PROBLEM REQUIREMENTS:
Copy out each line below that has the word "RuntimeSettings" in it.

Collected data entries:
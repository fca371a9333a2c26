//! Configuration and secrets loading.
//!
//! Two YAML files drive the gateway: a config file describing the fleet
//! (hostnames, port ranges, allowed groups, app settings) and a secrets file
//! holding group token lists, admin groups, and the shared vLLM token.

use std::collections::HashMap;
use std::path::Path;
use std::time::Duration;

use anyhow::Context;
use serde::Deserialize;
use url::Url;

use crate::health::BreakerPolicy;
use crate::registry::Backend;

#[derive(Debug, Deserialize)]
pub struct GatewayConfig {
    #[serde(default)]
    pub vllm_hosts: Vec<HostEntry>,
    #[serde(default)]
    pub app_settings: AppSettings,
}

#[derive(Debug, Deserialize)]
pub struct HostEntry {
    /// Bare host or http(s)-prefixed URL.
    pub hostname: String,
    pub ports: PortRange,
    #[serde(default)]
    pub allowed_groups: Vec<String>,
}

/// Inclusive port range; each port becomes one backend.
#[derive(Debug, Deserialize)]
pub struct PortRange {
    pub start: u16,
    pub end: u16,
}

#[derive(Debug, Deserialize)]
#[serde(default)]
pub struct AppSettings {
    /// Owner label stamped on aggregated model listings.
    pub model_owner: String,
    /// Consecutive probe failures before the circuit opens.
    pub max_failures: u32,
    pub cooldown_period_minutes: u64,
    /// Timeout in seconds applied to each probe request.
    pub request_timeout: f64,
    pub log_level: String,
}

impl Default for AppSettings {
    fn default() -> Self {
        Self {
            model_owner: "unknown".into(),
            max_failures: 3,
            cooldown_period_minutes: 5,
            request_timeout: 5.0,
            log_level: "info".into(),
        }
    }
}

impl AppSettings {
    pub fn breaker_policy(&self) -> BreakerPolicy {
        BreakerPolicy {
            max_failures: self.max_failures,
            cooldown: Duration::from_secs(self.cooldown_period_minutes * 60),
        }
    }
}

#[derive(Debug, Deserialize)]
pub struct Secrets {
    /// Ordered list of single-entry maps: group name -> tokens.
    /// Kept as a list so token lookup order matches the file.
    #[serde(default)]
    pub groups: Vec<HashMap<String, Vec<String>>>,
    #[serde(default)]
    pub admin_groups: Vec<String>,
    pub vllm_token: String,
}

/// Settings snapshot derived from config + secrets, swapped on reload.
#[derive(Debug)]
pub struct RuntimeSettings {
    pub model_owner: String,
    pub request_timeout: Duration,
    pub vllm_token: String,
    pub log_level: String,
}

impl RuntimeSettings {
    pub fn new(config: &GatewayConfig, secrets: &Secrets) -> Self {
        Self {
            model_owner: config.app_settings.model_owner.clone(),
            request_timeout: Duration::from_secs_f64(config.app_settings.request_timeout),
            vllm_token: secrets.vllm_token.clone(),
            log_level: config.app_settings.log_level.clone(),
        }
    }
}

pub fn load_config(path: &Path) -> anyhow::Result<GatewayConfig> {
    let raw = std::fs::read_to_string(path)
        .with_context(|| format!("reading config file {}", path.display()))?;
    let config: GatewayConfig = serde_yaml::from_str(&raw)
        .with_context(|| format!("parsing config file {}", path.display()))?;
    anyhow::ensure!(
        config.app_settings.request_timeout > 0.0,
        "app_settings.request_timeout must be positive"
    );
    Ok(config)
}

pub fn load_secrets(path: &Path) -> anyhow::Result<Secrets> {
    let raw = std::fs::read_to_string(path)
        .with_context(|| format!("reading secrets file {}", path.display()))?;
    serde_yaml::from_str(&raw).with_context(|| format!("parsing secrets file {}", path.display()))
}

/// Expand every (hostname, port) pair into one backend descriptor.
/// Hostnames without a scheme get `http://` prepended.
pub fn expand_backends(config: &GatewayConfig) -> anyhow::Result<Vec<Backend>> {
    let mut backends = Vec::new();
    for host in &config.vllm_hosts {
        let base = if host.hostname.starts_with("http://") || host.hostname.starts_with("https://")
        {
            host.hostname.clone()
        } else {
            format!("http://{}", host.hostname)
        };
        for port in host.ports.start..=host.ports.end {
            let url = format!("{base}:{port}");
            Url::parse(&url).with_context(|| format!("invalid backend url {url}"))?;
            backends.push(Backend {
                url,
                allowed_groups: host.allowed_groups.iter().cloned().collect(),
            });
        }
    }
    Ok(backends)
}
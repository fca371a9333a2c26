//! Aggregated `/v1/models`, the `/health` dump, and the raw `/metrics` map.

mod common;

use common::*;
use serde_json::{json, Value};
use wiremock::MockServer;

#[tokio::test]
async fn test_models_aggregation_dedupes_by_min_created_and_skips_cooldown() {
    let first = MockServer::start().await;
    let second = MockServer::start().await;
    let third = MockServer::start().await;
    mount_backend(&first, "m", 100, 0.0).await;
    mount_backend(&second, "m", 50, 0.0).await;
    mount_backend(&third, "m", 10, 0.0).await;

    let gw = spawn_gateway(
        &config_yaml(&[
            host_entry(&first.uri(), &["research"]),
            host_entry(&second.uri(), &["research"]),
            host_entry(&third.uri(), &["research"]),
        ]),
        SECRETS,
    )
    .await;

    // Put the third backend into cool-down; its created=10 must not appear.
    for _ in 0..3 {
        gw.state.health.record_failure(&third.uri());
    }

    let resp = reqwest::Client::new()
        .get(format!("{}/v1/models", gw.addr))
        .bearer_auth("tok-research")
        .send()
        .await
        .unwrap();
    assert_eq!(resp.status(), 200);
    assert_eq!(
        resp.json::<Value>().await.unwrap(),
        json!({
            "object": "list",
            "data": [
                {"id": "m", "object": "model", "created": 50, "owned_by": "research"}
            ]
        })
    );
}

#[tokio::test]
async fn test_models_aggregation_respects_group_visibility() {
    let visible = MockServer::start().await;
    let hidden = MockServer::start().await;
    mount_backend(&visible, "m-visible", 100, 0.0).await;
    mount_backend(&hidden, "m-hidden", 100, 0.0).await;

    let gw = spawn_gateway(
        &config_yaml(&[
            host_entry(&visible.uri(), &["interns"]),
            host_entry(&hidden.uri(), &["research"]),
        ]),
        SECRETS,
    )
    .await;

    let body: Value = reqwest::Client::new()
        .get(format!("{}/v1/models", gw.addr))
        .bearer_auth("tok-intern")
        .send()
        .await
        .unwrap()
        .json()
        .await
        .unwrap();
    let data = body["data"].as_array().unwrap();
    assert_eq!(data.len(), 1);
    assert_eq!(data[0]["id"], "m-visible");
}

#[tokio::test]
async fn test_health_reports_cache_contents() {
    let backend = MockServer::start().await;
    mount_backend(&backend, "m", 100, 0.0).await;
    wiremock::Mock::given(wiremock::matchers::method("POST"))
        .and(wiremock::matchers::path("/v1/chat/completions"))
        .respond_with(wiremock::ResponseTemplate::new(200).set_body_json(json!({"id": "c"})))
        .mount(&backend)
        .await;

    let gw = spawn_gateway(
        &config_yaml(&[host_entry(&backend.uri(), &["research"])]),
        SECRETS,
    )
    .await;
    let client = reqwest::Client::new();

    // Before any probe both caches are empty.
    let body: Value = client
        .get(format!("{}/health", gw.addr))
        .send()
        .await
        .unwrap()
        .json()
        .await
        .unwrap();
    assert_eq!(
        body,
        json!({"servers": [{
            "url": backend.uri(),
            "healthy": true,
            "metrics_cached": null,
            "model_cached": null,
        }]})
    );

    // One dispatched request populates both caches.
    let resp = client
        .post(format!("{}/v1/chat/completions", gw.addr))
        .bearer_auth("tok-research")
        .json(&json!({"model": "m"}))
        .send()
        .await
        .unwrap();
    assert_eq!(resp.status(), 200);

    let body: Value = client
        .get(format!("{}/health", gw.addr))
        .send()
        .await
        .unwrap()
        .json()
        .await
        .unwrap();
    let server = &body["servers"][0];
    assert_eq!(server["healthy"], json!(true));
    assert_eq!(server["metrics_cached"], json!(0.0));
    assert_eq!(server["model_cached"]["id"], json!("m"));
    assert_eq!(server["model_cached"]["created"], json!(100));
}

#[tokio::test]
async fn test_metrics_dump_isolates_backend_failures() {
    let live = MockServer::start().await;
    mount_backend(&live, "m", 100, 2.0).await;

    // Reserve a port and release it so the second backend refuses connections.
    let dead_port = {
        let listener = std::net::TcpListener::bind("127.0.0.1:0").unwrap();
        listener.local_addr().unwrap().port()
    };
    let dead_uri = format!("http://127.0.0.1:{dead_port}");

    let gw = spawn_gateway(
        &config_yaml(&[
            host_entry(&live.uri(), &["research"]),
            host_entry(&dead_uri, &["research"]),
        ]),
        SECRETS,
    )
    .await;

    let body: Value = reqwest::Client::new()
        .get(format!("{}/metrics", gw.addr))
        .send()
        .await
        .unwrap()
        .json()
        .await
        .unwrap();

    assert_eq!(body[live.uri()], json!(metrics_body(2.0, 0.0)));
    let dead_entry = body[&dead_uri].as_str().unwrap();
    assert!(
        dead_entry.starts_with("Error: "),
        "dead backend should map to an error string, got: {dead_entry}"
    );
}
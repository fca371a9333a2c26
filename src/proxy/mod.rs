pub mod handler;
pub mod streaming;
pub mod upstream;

REPLY:
pub struct RuntimeSettings {
impl RuntimeSettings {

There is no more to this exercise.